### EXERCISE INPUT
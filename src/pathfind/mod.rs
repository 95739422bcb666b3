pub mod astar;
pub mod data_source;
pub mod path;

pub use astar::AStarPathfinder;
pub use data_source::{
    InfluenceDataSource, MoveTypeIgnoreUnitsDataSource, MoveTypeIgnoreUnitsOptions,
    PathfinderDataSource, UNREACHABLE_COST,
};
pub use path::HexPath;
######
* AIM OF THE TASK
Reproduce the entries above in full, verbatim.

* OUTPUT OF THE EXERCISE
filename src/pathfind/mod.rs
repository 95739422bcb666b3
pub mod astar;
pub mod data_source;
pub mod path;

pub use astar::AStarPathfinder;
pub use data_source::{
    InfluenceDataSource, MoveTypeIgnoreUnitsDataSource, MoveTypeIgnoreUnitsOptions,
    PathfinderDataSource, UNREACHABLE_COST,
};
pub use path::HexPath;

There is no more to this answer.